### [TRY IT]
Lines from the start of the data through the line containing "published context variables." must be given again exactly. Leave the others out.

### [DATA EXTRACT]
//! Scripting environment management.
//!
//! CPython is a per-process runtime, so "one interpreter per layer" maps to
//! one *environment* per layer: a private globals dictionary carrying the
//! builtins, the registered `meta` command, and the published layer context
//! variables. Environments are reference-counted and shared across layer
//! sessions:
//!
//! - the **default** environment is created lazily on first acquisition and
//!   lives until [`ScriptEnv::shutdown_default`];
//! - an **external** environment is built by the host, registered, and
//!   referenced from layer metadata through a hexadecimal handle under the
//!   `interpreter` key;
//! - a **private** environment belongs to whoever holds the last reference.

use std::collections::HashMap;
use std::ffi::CString;
use std::sync::atomic::{AtomicU64, Ordering};
use std::sync::{Arc, Mutex, PoisonError};

use lazy_static::lazy_static;
use pylayer_common::layer::Layer;
use pylayer_common::metadata::Metadata;
use pyo3::prelude::*;
use pyo3::types::PyDict;

use crate::error::{PyLayerError, PyLayerResult};
use crate::meta;

/// Layer metadata key carrying an externally registered interpreter handle.
pub const META_INTERPRETER: &str = "interpreter";
/// Layer metadata key carrying the procedure namespace prefix.
pub const META_NAMESPACE: &str = "namespace";

lazy_static! {
    static ref DEFAULT_ENV: Mutex<Option<Arc<ScriptEnv>>> = Mutex::new(None);
    static ref EXTERNAL_ENVS: Mutex<HashMap<u64, Arc<ScriptEnv>>> = Mutex::new(HashMap::new());
}

static NEXT_HANDLE: AtomicU64 = AtomicU64::new(1);

/// One scripting environment: a globals dictionary inside the process-wide
/// Python runtime, plus the active-layer binding used by the `meta` command.
#[derive(Debug)]
pub struct ScriptEnv {
    globals: Py<PyDict>,
    /// The `layer` namespace object holding the published context variables.
    context: Py<PyAny>,
    active: Arc<Mutex<Option<Metadata>>>,
    default: bool,
}

impl ScriptEnv {
    fn create(default: bool) -> PyLayerResult<Arc<ScriptEnv>> {
        pyo3::prepare_freethreaded_python();
        Python::with_gil(|py| {
            let globals = PyDict::new(py);
            let builtins = py.import("builtins").map_err(|err| {
                PyLayerError::Initialization(format!("cannot import builtins: {err}"))
            })?;
            globals.set_item("__builtins__", &builtins).map_err(|err| {
                PyLayerError::Initialization(format!("cannot seed environment globals: {err}"))
            })?;
            // The `layer` namespace object carries the published context
            // variables, the way the original exposes a global layer array.
            let context = py
                .import("types")
                .and_then(|types| types.getattr("SimpleNamespace"))
                .and_then(|namespace| namespace.call0())
                .map_err(|err| {
                    PyLayerError::Initialization(format!(
                        "cannot create the layer context namespace: {err}"
                    ))
                })?;
            globals.set_item("layer", &context).map_err(|err| {
                PyLayerError::Initialization(format!("cannot publish the layer context: {err}"))
            })?;
            let active: Arc<Mutex<Option<Metadata>>> = Arc::new(Mutex::new(None));
            meta::register(py, &globals, active.clone()).map_err(|err| {
                PyLayerError::Initialization(format!("cannot register the meta command: {err}"))
            })?;
            Ok(Arc::new(ScriptEnv {
                globals: globals.unbind(),
                context: context.unbind(),
                active,
                default,
            }))
        })
    }

    /// Build a private environment, owned by whoever holds the last
    /// reference to it.
    pub fn private() -> PyLayerResult<Arc<ScriptEnv>> {
        Self::create(false)
    }

    /// Resolve the environment a layer session should use: the externally
    /// registered one named by the layer's `interpreter` metadata, or the
    /// process-wide default, created on first use.
    ///
    /// An unparsable handle falls through to the default environment; a
    /// parsable handle that names nothing is a configuration error.
    pub fn acquire(layer: &Layer) -> PyLayerResult<Arc<ScriptEnv>> {
        if let Some(token) = layer.metadata.get(META_INTERPRETER) {
            if let Ok(handle) = u64::from_str_radix(token.trim(), 16) {
                let registry = EXTERNAL_ENVS.lock().unwrap_or_else(PoisonError::into_inner);
                return registry.get(&handle).cloned().ok_or_else(|| {
                    PyLayerError::Configuration(format!(
                        "layer '{}' references unknown interpreter handle '{}'",
                        layer.name, token
                    ))
                });
            }
        }

        {
            let slot = DEFAULT_ENV.lock().unwrap_or_else(PoisonError::into_inner);
            if let Some(env) = slot.as_ref() {
                return Ok(env.clone());
            }
        }
        // Created outside the slot lock; the GIL must never be awaited
        // while the slot is held.
        let env = Self::create(true)?;
        let mut slot = DEFAULT_ENV.lock().unwrap_or_else(PoisonError::into_inner);
        if let Some(existing) = slot.as_ref() {
            return Ok(existing.clone());
        }
        *slot = Some(env.clone());
        Ok(env)
    }

    /// Register an environment for external attachment and return the
    /// handle a host should place under the `interpreter` metadata key.
    pub fn register_external(env: &Arc<ScriptEnv>) -> String {
        let handle = NEXT_HANDLE.fetch_add(1, Ordering::Relaxed);
        EXTERNAL_ENVS
            .lock()
            .unwrap_or_else(PoisonError::into_inner)
            .insert(handle, env.clone());
        format!("{handle:x}")
    }

    /// Drop a registration made by [`ScriptEnv::register_external`].
    pub fn unregister_external(token: &str) -> bool {
        match u64::from_str_radix(token.trim(), 16) {
            Ok(handle) => EXTERNAL_ENVS
                .lock()
                .unwrap_or_else(PoisonError::into_inner)
                .remove(&handle)
                .is_some(),
            Err(_) => false,
        }
    }

    /// Release the process-wide default environment. Sessions still holding
    /// a reference keep it alive until they close.
    pub fn shutdown_default() {
        DEFAULT_ENV
            .lock()
            .unwrap_or_else(PoisonError::into_inner)
            .take();
    }

    pub fn is_default(&self) -> bool {
        self.default
    }

    pub(crate) fn globals<'py>(&self, py: Python<'py>) -> Bound<'py, PyDict> {
        self.globals.bind(py).clone()
    }

    /// Execute script code in this environment, e.g. a layer's connection
    /// string or host-side priming code.
    pub fn eval(&self, py: Python<'_>, code: &str) -> PyResult<()> {
        let code = CString::new(code)?;
        py.run(code.as_c_str(), Some(self.globals.bind(py)), None)
    }

    /// Bind `metadata` as the active layer for the duration of the returned
    /// guard. The `meta` command refuses to run without an active binding.
    pub(crate) fn bind_layer(&self, metadata: Metadata) -> ActiveLayerGuard {
        *self.active.lock().unwrap_or_else(PoisonError::into_inner) = Some(metadata);
        ActiveLayerGuard {
            active: self.active.clone(),
        }
    }

    /// The `layer` context namespace object.
    pub(crate) fn context<'py>(&self, py: Python<'py>) -> Bound<'py, PyAny> {
        self.context.bind(py).clone()
    }

    pub(crate) fn set_layer_var<'py, V>(
        &self,
        py: Python<'py>,
        name: &str,
        value: V,
    ) -> PyResult<()>
    where
        V: IntoPyObject<'py>,
    {
        self.context.bind(py).setattr(name, value)
    }

    /// Publish a string context variable, skipping absent values.
    pub(crate) fn set_opt_layer_var(
        &self,
        py: Python<'_>,
        name: &str,
        value: Option<&str>,
    ) -> PyResult<()> {
        match value {
            Some(value) => self.set_layer_var(py, name, value),
            None => Ok(()),
        }
    }

    pub(crate) fn unset_layer_var(&self, py: Python<'_>, name: &str) -> PyResult<()> {
        let context = self.context.bind(py);
        if context.hasattr(name)? {
            context.delattr(name)?;
        }
        Ok(())
    }
}

/// Clears the active-layer binding when layer-scoped evaluation ends.
pub(crate) struct ActiveLayerGuard {
    active: Arc<Mutex<Option<Metadata>>>,
}

impl Drop for ActiveLayerGuard {
    fn drop(&mut self) {
        self.active
            .lock()
            .unwrap_or_else(PoisonError::into_inner)
            .take();
    }
}

#[cfg(test)]
mod tests {
    use super::*;
    use pylayer_common::layer::LayerType;

    #[test]
    fn external_registration_roundtrip() {
        let env = ScriptEnv::private().unwrap();
        let token = ScriptEnv::register_external(&env);

        let layer = Layer::new("ext", LayerType::Point);
        layer.metadata.set(META_INTERPRETER, token.clone());
        let acquired = ScriptEnv::acquire(&layer).unwrap();
        assert!(Arc::ptr_eq(&env, &acquired));
        assert!(!acquired.is_default());

        assert!(ScriptEnv::unregister_external(&token));
        assert!(!ScriptEnv::unregister_external(&token));
        let err = ScriptEnv::acquire(&layer).unwrap_err();
        assert!(matches!(err, PyLayerError::Configuration(_)));
    }

    #[test]
    fn unknown_handle_is_a_configuration_error() {
        let layer = Layer::new("bad", LayerType::Point);
        layer.metadata.set(META_INTERPRETER, "fffffffffffffff0");
        let err = ScriptEnv::acquire(&layer).unwrap_err();
        assert!(matches!(err, PyLayerError::Configuration(_)));
    }

    #[test]
    fn default_environment_is_created_once_and_shared() {
        let a = ScriptEnv::acquire(&Layer::new("a", LayerType::Point)).unwrap();
        let b = ScriptEnv::acquire(&Layer::new("b", LayerType::Line)).unwrap();
        assert!(Arc::ptr_eq(&a, &b));
        assert!(a.is_default());

        ScriptEnv::shutdown_default();
        // Existing references stay valid; the next acquisition starts fresh.
        let c = ScriptEnv::acquire(&Layer::new("c", LayerType::Point)).unwrap();
        assert!(!Arc::ptr_eq(&a, &c));
    }

    #[test]
    fn eval_defines_globals() {
        let env = ScriptEnv::private().unwrap();
        Python::with_gil(|py| {
            env.eval(py, "answer = 41 + 1").unwrap();
            let answer: i64 = env
                .globals(py)
                .get_item("answer")
                .unwrap()
                .unwrap()
                .extract()
                .unwrap();
            assert_eq!(answer, 42);
        });
    }
}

### [RESULT OF THE TASK]
//! Scripting environment management.
//!
//! CPython is a per-process runtime, so "one interpreter per layer" maps to
//! one *environment* per layer: a private globals dictionary carrying the
//! builtins, the registered `meta` command, and the published layer context
//! variables. Environments are reference-counted and shared across layer
//! sessions:
//!
//! - the **default** environment is created lazily on first acquisition and
//!   lives until [`ScriptEnv::shutdown_default`];
//! - an **external** environment is built by the host, registered, and
//!   referenced from layer metadata through a hexadecimal handle under the
//!   `interpreter` key;
//! - a **private** environment belongs to whoever holds the last reference.

use std::collections::HashMap;
use std::ffi::CString;
use std::sync::atomic::{AtomicU64, Ordering};
use std::sync::{Arc, Mutex, PoisonError};

use lazy_static::lazy_static;
use pylayer_common::layer::Layer;
use pylayer_common::metadata::Metadata;
use pyo3::prelude::*;
use pyo3::types::PyDict;

use crate::error::{PyLayerError, PyLayerResult};
use crate::meta;

/// Layer metadata key carrying an externally registered interpreter handle.
pub const META_INTERPRETER: &str = "interpreter";
/// Layer metadata key carrying the procedure namespace prefix.
pub const META_NAMESPACE: &str = "namespace";

lazy_static! {
    static ref DEFAULT_ENV: Mutex<Option<Arc<ScriptEnv>>> = Mutex::new(None);
    static ref EXTERNAL_ENVS: Mutex<HashMap<u64, Arc<ScriptEnv>>> = Mutex::new(HashMap::new());
}

static NEXT_HANDLE: AtomicU64 = AtomicU64::new(1);

/// One scripting environment: a globals dictionary inside the process-wide
/// Python runtime, plus the active-layer binding used by the `meta` command.
#[derive(Debug)]
pub struct ScriptEnv {
    globals: Py<PyDict>,
    /// The `layer` namespace object holding the published context variables.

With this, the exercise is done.